井上薫と遠野遥は、長い渋滞に巻き込まれながら軽井沢へ向かっていた。美しい山々と静寂な週末を夢見ていた二人だったが、突然、予約ミスが発覚する。井上の取り違えにより、予約は1カ月前のもので、目的のホテルはすでに満室。怒りと焦燥感に包まれる遥と、後悔に沈む薫。

絶望の淵に立たされたその時、ぼんやりと現れた謎めいたホテルマンが、不意に『特別室』への案内を申し出る。好機とも思えぬ状況で、二人は半信半疑でその誘いに乗る。狭い廊下を抜けると、そこに広がるのは古びた装飾と、異様な静寂が支配する一室。部屋に一歩踏み入れると、時計は逆回転を始め、壁面には過去と未来の断片が映し出されるなど、時の感覚が狂い始めた。

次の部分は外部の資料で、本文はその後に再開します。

//! The check capability and the benchmark catalog that holds checks.

use std::collections::HashSet;
use std::sync::Arc;

use async_trait::async_trait;
use serde::Serialize;

use crate::domain::{AuditError, CheckError, CheckId, CheckSpec, Finding, Result};
use crate::filter::IdFilter;

/// A read-only inspection of host state.
///
/// Implementations return `Ok(Finding)` when they could reach a verdict and
/// `Err(CheckError)` when they could not; the scheduler records the latter as
/// an `Error` outcome. Implementations must not modify the system.
#[async_trait]
pub trait Check: Send + Sync {
    fn spec(&self) -> &CheckSpec;

    async fn inspect(&self) -> std::result::Result<Finding, CheckError>;
}

/// A heading row of the report (`1`, `1.1`, ...).
#[derive(Debug, Clone, PartialEq, Eq, Serialize)]
pub struct Section {
    pub id: CheckId,
    pub title: String,
}

/// A named benchmark: section headings plus checks in catalog order.
#[derive(Clone, Default)]
pub struct Benchmark {
    name: String,
    sections: Vec<Section>,
    checks: Vec<Arc<dyn Check>>,
    ids: HashSet<CheckId>,
}

impl Benchmark {
    pub fn new(name: impl Into<String>) -> Self {
        Self {
            name: name.into(),
            ..Self::default()
        }
    }

    pub fn name(&self) -> &str {
        &self.name
    }

    pub fn add_section(&mut self, id: CheckId, title: impl Into<String>) -> &mut Self {
        self.sections.push(Section {
            id,
            title: title.into(),
        });
        self
    }

    /// Register a check. Ids must be unique within the benchmark.
    pub fn register(&mut self, check: Arc<dyn Check>) -> Result<&mut Self> {
        let id = check.spec().id.clone();
        if !self.ids.insert(id.clone()) {
            return Err(AuditError::DuplicateCheck(id.to_string()));
        }
        self.checks.push(check);
        Ok(self)
    }

    pub fn sections(&self) -> &[Section] {
        &self.sections
    }

    /// Checks in catalog order.
    pub fn checks(&self) -> &[Arc<dyn Check>] {
        &self.checks
    }

    /// Checks `filter` accepts, in catalog order.
    pub fn selected<'a>(&'a self, filter: &'a IdFilter) -> impl Iterator<Item = &'a Arc<dyn Check>> {
        self.checks
            .iter()
            .filter(move |c| filter.should_run(&c.spec().id, c.spec().level))
    }

    /// Section banners with at least one accepted check beneath them.
    pub fn visible_sections(&self, filter: &IdFilter) -> Vec<Section> {
        self.sections
            .iter()
            .filter(|section| {
                self.selected(filter)
                    .any(|check| section.id.is_ancestor_of(&check.spec().id))
            })
            .cloned()
            .collect()
    }

    pub fn len(&self) -> usize {
        self.checks.len()
    }

    pub fn is_empty(&self) -> bool {
        self.checks.is_empty()
    }
}

impl std::fmt::Debug for Benchmark {
    fn fmt(&self, f: &mut std::fmt::Formatter<'_>) -> std::fmt::Result {
        f.debug_struct("Benchmark")
            .field("name", &self.name)
            .field("sections", &self.sections.len())
            .field("checks", &self.checks.len())
            .finish()
    }
}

ホテルマンは穏やかな口調で告げる。「ここでは、時が自由に動き、過去の誤りを取り戻すチャンスがあります」。瞬く間に、二人は幼い頃の記憶や、まだ見ぬ未来の幻影に引き込まれる。薫は自らのミスに対する深い後悔を、遥は怒りとともに失われた希望を目の当たりにし、心の奥底で何かが解き放たれていくのを感じた。

やがて、部屋の隅にひっそりと鎮座する小さな扉を発見する。ホテルマンは静かに、小さな鍵を手渡しながら説明する。「この鍵は、本当の『時のないホテル』へ続く扉を開くものです」。二人は躊躇する間もなく鍵を差し込み、扉を開く。すると、目の前にはいつの間にか元の世界—渋滞の中の車内—が広がっていた。しかし、帰還した現実には、明らかに違和感があった。ダッシュボードの時計は止まり、運転席の隣に置かれた小さな鍵には、なんと『時のないホテル』の刻印が輝いていたのだ。

バックミラー越しに、かすかにホテルマンの微笑む姿が映る。全ては幻だったのか、それとも運命のいたずらか。二人は、あの特別室で体験した奇妙な時の旅の意味を問いながらも、その鍵が次なる未知の扉を開くものだと静かに悟る。彼らの旅は、現実へ戻ったはずの瞬間にも、密かに新たな運命への招待状として胸に刻まれていくのだった。